The unfortunate truth of the Lambeth conference is that the only certain outcome has been a £1.2 million debt. As for the rest, opinions vary widely.
The conference convened amid a crescendo of criticism of the North American churches’ renegade actions in blessing same-sex unions and consecrating an actively homosexual bishop.
Most observers would have to concede that the absence of so many bishops made everyone aware of just what is at stake.
But there was no outcome and no resolutions because, as many people failed to appreciate, there was never meant to be.
The Archbishop of Canterbury promised there would be no decisions, just a lengthy round of ‘indaba’ groups.
The indaba process was taken from a Zulu method of dispute solving, which involves sitting under a tree and discussing until a compromise is reached.
One New Zealand bishop described the groups as ‘a joke’ and quipped that he was surprised “that no Zulu has stood up and taken us to account for our abuse of this process”.
Indeed such was the set-piece nature of the conference that no American newspaper sent staff correspondents to cover Lambeth.
Julia Duin of the Washington Times commented that her newspaper would not spend money on such a coverage because: “The upshot of Lambeth is that the Americans are going to continue ordaining homosexuals and celebrating same-sex blessings and the conservative foreign Anglican prelates will continue trespassing into American Episcopal dioceses on behalf of beleaguered conservatives. Nothing really changed.”
Orderly separation plan
The official figures have since revealed that The Episcopal Church sent the largest contingent of bishops, almost one quarter of the total.
They were well-funded and issued with strict media instructions on how to sell their case for pro-homosexual reform.
Such a strident approach upset many who had previously not been outspoken on the issue.

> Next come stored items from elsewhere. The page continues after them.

//! Runtime configuration for the price ingestor.
//!
//! Settings are read from a TOML file (default [`DEFAULT_CONFIG_PATH`]). Every
//! field has a default, so a partial file or no file at all is valid. Two
//! environment variables override the file: `QUOTE_SERVICE_URL` and
//! `PRICE_DB_PATH`.
//!
//! ```toml
//! [quote_service]
//! base_url = "https://api.binance.com"
//! timeout_secs = 30
//!
//! [store]
//! path = "./data/prices.db"
//!
//! [job]
//! batch_size = 20
//! settlement_currency = "USDT"
//! ```
use std::fs;
use std::io::ErrorKind;
use std::path::{Path, PathBuf};
use std::time::Duration;

use log::warn;
use quote_common::batch::MAX_BATCH_SIZE;
use quote_common::{PipelineError, Result, SETTLEMENT_CURRENCY};
use serde::Deserialize;

/// Config file used when none is given on the command line.
pub const DEFAULT_CONFIG_PATH: &str = "./configs/app.toml";
/// Environment variable overriding `quote_service.base_url`.
pub const ENV_QUOTE_SERVICE_URL: &str = "QUOTE_SERVICE_URL";
/// Environment variable overriding `store.path`.
pub const ENV_DB_PATH: &str = "PRICE_DB_PATH";

/// Top-level configuration.
#[derive(Debug, Clone, Default, PartialEq, Eq, Deserialize)]
#[serde(default, deny_unknown_fields)]
pub struct Config {
    /// External quote service.
    pub quote_service: QuoteServiceConfig,
    /// Price database.
    pub store: StoreConfig,
    /// Ingestion job.
    pub job: JobConfig,
}

/// `[quote_service]` section.
#[derive(Debug, Clone, PartialEq, Eq, Deserialize)]
#[serde(default, deny_unknown_fields)]
pub struct QuoteServiceConfig {
    /// Base URL of the batch price endpoint.
    pub base_url: String,
    /// Request timeout in seconds.
    pub timeout_secs: u64,
}

impl Default for QuoteServiceConfig {
    fn default() -> Self {
        Self {
            base_url: "https://api.binance.com".to_string(),
            timeout_secs: 30,
        }
    }
}

impl QuoteServiceConfig {
    /// Request timeout as a `Duration`.
    pub fn timeout(&self) -> Duration {
        Duration::from_secs(self.timeout_secs)
    }
}

/// `[store]` section.
#[derive(Debug, Clone, PartialEq, Eq, Deserialize)]
#[serde(default, deny_unknown_fields)]
pub struct StoreConfig {
    /// SQLite database file.
    pub path: PathBuf,
}

impl Default for StoreConfig {
    fn default() -> Self {
        Self {
            path: PathBuf::from("./data/prices.db"),
        }
    }
}

/// `[job]` section.
#[derive(Debug, Clone, PartialEq, Eq, Deserialize)]
#[serde(default, deny_unknown_fields)]
pub struct JobConfig {
    /// Symbols per quote-service call, clamped to `1..=20`.
    pub batch_size: usize,
    /// Quote currency every symbol is priced in.
    pub settlement_currency: String,
}

impl Default for JobConfig {
    fn default() -> Self {
        Self {
            batch_size: MAX_BATCH_SIZE,
            settlement_currency: SETTLEMENT_CURRENCY.to_string(),
        }
    }
}

impl Config {
    /// Loads `path`, falling back to defaults when the file does not exist,
    /// then applies environment overrides.
    pub fn load(path: &Path) -> Result<Self> {
        let config = match fs::read_to_string(path) {
            Ok(text) => Self::from_toml(&text)?,
            Err(e) if e.kind() == ErrorKind::NotFound => {
                warn!("Config file {} not found, using defaults", path.display());
                Self::default()
            }
            Err(e) => return Err(e.into()),
        };
        Ok(config.with_overrides(|key| std::env::var(key).ok()))
    }

    /// Parses a TOML document.
    pub fn from_toml(text: &str) -> Result<Self> {
        let config: Config =
            toml::from_str(text).map_err(|e| PipelineError::Config(e.to_string()))?;
        Ok(config.normalized())
    }

    /// Applies overrides looked up by environment variable name.
    pub fn with_overrides(mut self, lookup: impl Fn(&str) -> Option<String>) -> Self {
        if let Some(url) = lookup(ENV_QUOTE_SERVICE_URL).filter(|v| !v.trim().is_empty()) {
            self.quote_service.base_url = url;
        }
        if let Some(path) = lookup(ENV_DB_PATH).filter(|v| !v.trim().is_empty()) {
            self.store.path = PathBuf::from(path);
        }
        self
    }

    fn normalized(mut self) -> Self {
        let clamped = self.job.batch_size.clamp(1, MAX_BATCH_SIZE);
        if clamped != self.job.batch_size {
            warn!(
                "job.batch_size {} out of range, using {}",
                self.job.batch_size, clamped
            );
            self.job.batch_size = clamped;
        }
        self.job.settlement_currency = self.job.settlement_currency.trim().to_ascii_uppercase();
        self
    }
}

One was the Rt Rev Michael Scott-Joynt, the Bishop of Winchester, who said that the Archbishop of Canterbury was on the wrong path in his efforts at unity and needed to switch his attention to negotiating an ‘orderly separation’ in the Anglican Communion, to try to preserve what was left.
He told his diocese that the conference “has again convinced me that the Anglican Communion cannot hold in tension convictions and practices that are incompatible, and so not patent of ‘reconciliation’, without continuing seriously to damage the life and witness of Anglican Churches as much in ‘the Global South’ as in North America and in other provinces that have followed the lead of The Episcopal Church”.
In his strongest statement to date, Bishop Scott-Joynt, who is one of the five most senior bishops of the Church of England, said, “I cannot see that the members of an ‘international family of Churches’ can thrive and grow and offer a clear witness to Jesus Christ as Lord while offering contradictory teaching, on a matter as central as the character of the Holy Life, in different parts of a world knit together by instantaneous e-communications.”
Scandal and Judgement
Likewise, Anglican observer Andrew Carey wrote a strong comment entitled ‘A church under judgement”, in which he says that even disregarding the ‘virtual atheism’ of the the teaching of some of its leaders, the US Episcopal Church has been engulfed in scandal.
He wrote in the Church of England newspaper: ‘They've had thrice-divorced bishops, a child-abusing bishop, as well as one who's covered up sex abuse by his brother, a priest. There's been a drug-dealing priest, others who've been exposed in a pornographic magazine for engaging in bizarre sex with Brazilians. This is truly only the tip of the iceberg.”
Carey goes on. “With whole parishes and dioceses deserting the national Church amid such widespread heterodoxy and scandal, followed by a wave of litigation and squabbling over property, it's impossible to see The Episcopal Church as anything other than a disaster area.”
Against such a background, Bishop Scott-Joynt’s ‘orderly separation’ plea is not only understandable but, many would say, crucial.